The date can appear either at the beginning or at the end but it should not be inserted until the will is complete.

  1. Revocation clause

This makes clear that any previous wills and additions are expressly revoked otherwise there might be a problem if the new will is inconsistent with an earlier version. It will also be important to clarify whether any wills have been made dealing with assets outside the United Kingdom and whether these are also to be revoked at the same time, or which will take priority.

  1. Appointment of executors (and trustees)

The names of the people chosen to administer the estate (the executors) must be identified otherwise the law will govern who may act as administrator.

If property of the state is to be held in trust it is useful to identify the people who will look after those assets (the trustees). Often they may be the same people but this is not always the case. For example, when the executors have administered the estate by collecting any money owed, paying outstanding debts and distributed the estate to the beneficiaries then any property to be transferred to them to hold on trust will be done in their capacity as trustee.

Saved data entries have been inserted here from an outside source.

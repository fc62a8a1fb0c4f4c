//! Credential profiles
//!
//! Each profile names a client registered with the authorization server and
//! the scopes it asks for. Values come from the environment.

use clap::ValueEnum;

use crate::{Error, Result};

pub const CLIENT_ALL_ID: &str = "CLIENT_ALL_ID";
pub const CLIENT_ALL_SECRET: &str = "CLIENT_ALL_SECRET";
pub const ALL_SCOPES: &str = "ALL_SCOPES";
pub const CLIENT_FETCH_ALL_ID: &str = "CLIENT_FETCH_ALL_ID";
pub const CLIENT_FETCH_ALL_SECRET: &str = "CLIENT_FETCH_ALL_SECRET";
pub const FETCH_ALL_SCOPES: &str = "FETCH_ALL_SCOPES";

#[derive(Debug, Clone, Copy, Default, PartialEq, Eq, ValueEnum)]
pub enum ClientProfile {
    /// Client allowed every tool
    #[default]
    All,
    /// Client limited to fetching the full product list
    #[value(alias = "fetch_all")]
    FetchAll,
}

impl ClientProfile {
    pub fn as_str(self) -> &'static str {
        match self {
            Self::All => "all",
            Self::FetchAll => "fetch-all",
        }
    }

    /// `(id, secret, scopes)` variable names
    pub fn env_vars(self) -> (&'static str, &'static str, &'static str) {
        match self {
            Self::All => (CLIENT_ALL_ID, CLIENT_ALL_SECRET, ALL_SCOPES),
            Self::FetchAll => (CLIENT_FETCH_ALL_ID, CLIENT_FETCH_ALL_SECRET, FETCH_ALL_SCOPES),
        }
    }
}

/// Client-credentials grant inputs
#[derive(Clone, PartialEq, Eq)]
pub struct Credentials {
    pub client_id: String,
    pub client_secret: String,
    /// Space-delimited scopes; omitted from the request when unset
    pub scope: Option<String>,
}

impl Credentials {
    pub fn new(client_id: impl Into<String>, client_secret: impl Into<String>) -> Self {
        Self {
            client_id: client_id.into(),
            client_secret: client_secret.into(),
            scope: None,
        }
    }

    pub fn with_scope(mut self, scope: impl Into<String>) -> Self {
        self.scope = Some(scope.into());
        self
    }

    pub fn from_env(profile: ClientProfile) -> Result<Self> {
        Self::from_lookup(profile, |key| std::env::var(key).ok())
    }

    /// Read a profile through `lookup`; empty values count as unset
    pub fn from_lookup<F>(profile: ClientProfile, lookup: F) -> Result<Self>
    where
        F: Fn(&str) -> Option<String>,
    {
        let (id_var, secret_var, scope_var) = profile.env_vars();
        let get = |key: &str| lookup(key).filter(|v| !v.is_empty());

        match (get(id_var), get(secret_var)) {
            (Some(client_id), Some(client_secret)) => Ok(Self {
                client_id,
                client_secret,
                scope: get(scope_var),
            }),
            _ => Err(Error::MissingCredentials {
                profile: profile.as_str().to_string(),
                id_var,
                secret_var,
            }),
        }
    }
}

impl std::fmt::Debug for Credentials {
    fn fmt(&self, f: &mut std::fmt::Formatter<'_>) -> std::fmt::Result {
        f.debug_struct("Credentials")
            .field("client_id", &self.client_id)
            .field("client_secret", &"<redacted>")
            .field("scope", &self.scope)
            .finish()
    }
}
//! File-backed session store
//!
//! One JSON record per session under a directory. Writes go to a temp file
//! in the same directory and are renamed into place, so a reader never sees a
//! half-written record. Read-modify-write cycles are NOT serialised.

use std::fs;
use std::io::Write;
use std::path::{Path, PathBuf};
use std::time::Duration;

use chrono::Utc;
use fs2::FileExt;
use serde::{Deserialize, Serialize};

use crate::session::Attributes;
use crate::store::{SessionStore, ensure_session_id};
use crate::{Error, Result};

/// Longest session id the file store accepts
pub const MAX_SESSION_ID_LEN: usize = 128;

/// On-disk record for one session
#[derive(Debug, Serialize, Deserialize)]
struct SessionRecord {
    session_id: String,
    /// Seconds since the epoch after which the record reads as absent
    #[serde(default, skip_serializing_if = "Option::is_none")]
    expires_at: Option<i64>,
    attributes: Attributes,
}

/// Session store keeping one JSON file per session
#[derive(Debug, Clone)]
pub struct FileSessionStore {
    dir: PathBuf,
    ttl: Option<Duration>,
}

impl FileSessionStore {
    /// Open (creating if needed) a store rooted at `dir`
    pub fn open(dir: impl Into<PathBuf>) -> Result<Self> {
        let dir = dir.into();
        fs::create_dir_all(&dir).map_err(|e| Error::io(&dir, e))?;
        tracing::debug!(dir = ?dir, "Opened file session store");
        Ok(Self { dir, ttl: None })
    }

    /// Expire records `ttl` after their last write (builder pattern)
    pub fn with_ttl(mut self, ttl: Duration) -> Self {
        self.ttl = Some(ttl);
        self
    }

    pub fn dir(&self) -> &Path {
        &self.dir
    }

    fn record_path(&self, session_id: &str) -> Result<PathBuf> {
        ensure_session_id(session_id)?;
        let valid = session_id.len() <= MAX_SESSION_ID_LEN
            && session_id
                .chars()
                .all(|c| c.is_ascii_alphanumeric() || c == '-' || c == '_');
        if !valid {
            return Err(Error::InvalidSessionId {
                id: session_id.to_string(),
            });
        }
        Ok(self.dir.join(format!("{session_id}.json")))
    }

    fn expires_at(&self) -> Option<i64> {
        let ttl = i64::try_from(self.ttl?.as_secs()).unwrap_or(i64::MAX);
        Some(Utc::now().timestamp().saturating_add(ttl))
    }
}

impl SessionStore for FileSessionStore {
    fn get(&self, session_id: &str) -> Result<Option<Attributes>> {
        let path = self.record_path(session_id)?;
        let content = match fs::read_to_string(&path) {
            Ok(content) => content,
            Err(e) if e.kind() == std::io::ErrorKind::NotFound => return Ok(None),
            Err(e) => return Err(Error::io(&path, e)),
        };
        let record: SessionRecord = serde_json::from_str(&content)?;

        if let Some(expires_at) = record.expires_at {
            if expires_at <= Utc::now().timestamp() {
                tracing::debug!(session_id, expires_at, "Session record expired");
                return Ok(None);
            }
        }

        Ok(Some(record.attributes))
    }

    fn put(&self, session_id: &str, attributes: &Attributes) -> Result<()> {
        let path = self.record_path(session_id)?;
        let record = SessionRecord {
            session_id: session_id.to_string(),
            expires_at: self.expires_at(),
            attributes: attributes.clone(),
        };
        let content = serde_json::to_vec_pretty(&record)?;
        write_atomic(&path, &content)?;
        tracing::debug!(session_id, path = ?path, "Persisted session");
        Ok(())
    }
}

/// Write `content` to `path` via a unique temp file renamed into place
///
/// Every write gets its own temp file, so concurrent writers never share one.
/// The temp file is removed when any step before the rename fails.
fn write_atomic(path: &Path, content: &[u8]) -> Result<()> {
    let dir = path.parent().unwrap_or_else(|| Path::new("."));
    let prefix = format!(
        ".{}.",
        path.file_name()
            .map(|n| n.to_string_lossy())
            .unwrap_or_default()
    );

    let mut temp_file = tempfile::Builder::new()
        .prefix(&prefix)
        .suffix(".tmp")
        .tempfile_in(dir)
        .map_err(|e| Error::io(dir, e))?;
    let temp_path = temp_file.path().to_path_buf();

    temp_file.as_file().lock_exclusive().map_err(|_| Error::LockFailed {
        path: path.to_path_buf(),
    })?;
    temp_file
        .write_all(content)
        .map_err(|e| Error::io(&temp_path, e))?;
    temp_file
        .as_file()
        .sync_all()
        .map_err(|e| Error::io(&temp_path, e))?;
    temp_file.as_file().unlock().map_err(|_| Error::LockFailed {
        path: path.to_path_buf(),
    })?;

    // On failure the returned NamedTempFile is dropped, which deletes it
    temp_file.persist(path).map_err(|e| Error::io(path, e.error))?;
    Ok(())
}
//! Bearer token validation
//!
//! The authorizer path compares the presented token against a single
//! configured secret. There is no expiry or signature check; the comparison
//! runs in constant time so response latency does not leak how many leading
//! bytes matched.

use subtle::ConstantTimeEq;

use crate::{Error, Result};

/// HTTP authentication scheme accepted by the authorizer
pub const BEARER_SCHEME: &str = "Bearer";

/// Compare a presented token with the expected secret.
///
/// Returns `true` only when both strings are byte-for-byte equal.
pub fn validate(presented: &str, expected: &str) -> bool {
    presented.as_bytes().ct_eq(expected.as_bytes()).into()
}

/// Validates bearer credentials against a configured secret
#[derive(Clone)]
pub struct TokenValidator {
    expected: String,
}

impl TokenValidator {
    /// Create a validator for the given expected secret
    pub fn new(expected: impl Into<String>) -> Self {
        Self {
            expected: expected.into(),
        }
    }

    /// Check a raw token (without the scheme prefix)
    pub fn validate(&self, presented: &str) -> bool {
        validate(presented, &self.expected)
    }

    /// Check the full value of an Authorization header.
    ///
    /// # Errors
    ///
    /// Returns [`Error::MalformedHeader`] when the value does not use the
    /// `Bearer` scheme, and [`Error::InvalidCredential`] when the token does
    /// not match.
    pub fn check_header(&self, header_value: &str) -> Result<()> {
        let token = bearer_token(header_value)?;
        if self.validate(token) {
            Ok(())
        } else {
            Err(Error::InvalidCredential)
        }
    }
}

impl std::fmt::Debug for TokenValidator {
    fn fmt(&self, f: &mut std::fmt::Formatter<'_>) -> std::fmt::Result {
        f.debug_struct("TokenValidator")
            .field("expected", &"<redacted>")
            .finish()
    }
}

/// Extract the token from a `Bearer <token>` header value.
///
/// The scheme match is exact (`Bearer` followed by a single space); the
/// token itself is returned untouched, so surrounding whitespace is part of
/// what gets compared.
pub fn bearer_token(header_value: &str) -> Result<&str> {
    let (scheme, token) = header_value
        .split_once(' ')
        .ok_or_else(|| Error::malformed("expected `Bearer <token>`"))?;
    if scheme != BEARER_SCHEME {
        return Err(Error::malformed(format!("unsupported scheme `{scheme}`")));
    }
    Ok(token)
}
//! Session-scoped invocation auditing
//!
//! [`AuditedHandler`] wraps a tool handler and records each invocation on
//! the active session: which function ran, with which arguments, and what it
//! returned. Without an active session the wrapper is a pass-through.

use std::sync::Arc;

use async_trait::async_trait;
use gate_session::SessionContext;
use serde_json::Value;

use crate::Result;
use crate::registry::{ToolArguments, ToolHandler};

/// Session attribute holding the registered name of the last tool run
pub const FUNCTION_ATTR: &str = "function";
/// Session attribute holding `{"args": [...], "kwargs": {...}}`
pub const ARGUMENTS_ATTR: &str = "arguments";
/// Session attribute holding the string-coerced return value
pub const RESULT_ATTR: &str = "result";

/// Per-invocation context handed to every handler
#[derive(Debug, Clone, Default)]
pub struct InvocationContext {
    session: Option<SessionContext>,
}

impl InvocationContext {
    /// Context with no active session
    pub fn detached() -> Self {
        Self::default()
    }

    pub fn with_session(session: SessionContext) -> Self {
        Self {
            session: Some(session),
        }
    }

    pub fn session(&self) -> Option<&SessionContext> {
        self.session.as_ref()
    }
}

/// Audit middleware around one registered handler
pub struct AuditedHandler {
    name: String,
    inner: Arc<dyn ToolHandler>,
}

impl AuditedHandler {
    pub fn new(name: impl Into<String>, inner: Arc<dyn ToolHandler>) -> Self {
        Self {
            name: name.into(),
            inner,
        }
    }
}

#[async_trait]
impl ToolHandler for AuditedHandler {
    async fn call(&self, ctx: &InvocationContext, args: &ToolArguments) -> Result<Value> {
        let Some(session_ctx) = ctx.session() else {
            return self.inner.call(ctx, args).await;
        };

        let mut session = session_ctx.load()?;
        session.set(FUNCTION_ATTR, self.name.as_str());
        session.set(ARGUMENTS_ATTR, args.audit_record());
        session.remove(RESULT_ATTR);

        match self.inner.call(ctx, args).await {
            Ok(value) => {
                session.set(RESULT_ATTR, result_text(&value));
                session_ctx.save(&session)?;
                tracing::debug!(
                    tool = %self.name,
                    session_id = %session_ctx.session_id(),
                    "Recorded invocation"
                );
                Ok(value)
            }
            Err(error) => {
                // The handler's error wins over a failed audit write.
                if let Err(save_error) = session_ctx.save(&session) {
                    tracing::warn!(
                        tool = %self.name,
                        session_id = %session_ctx.session_id(),
                        error = %save_error,
                        "Failed to record failed invocation"
                    );
                }
                Err(error)
            }
        }
    }
}

/// Strings are stored as-is; anything else as its JSON text
pub fn result_text(value: &Value) -> String {
    match value {
        Value::String(s) => s.clone(),
        other => other.to_string(),
    }
}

The minimum number of executors to be appointed is one but there is no maximum number of executors that can be appointed. However, as only four can apply for a grant of probate there is little point in naming any more. It is possible to appoint up to four executors for each part of the estate for example, a testator with a rare book collection might want to appoint experts in the field as executors of the books and four family members for all other assets. A simple estate might appoint one executor who will also be the beneficiary. However, to avoid the risk of the executor predeceasing the testator it is prudent to name at least two. The effect of a divorce is the same as the death of the spouse if they had been names as executor so that the appointment of a spouse as executor will not take effect.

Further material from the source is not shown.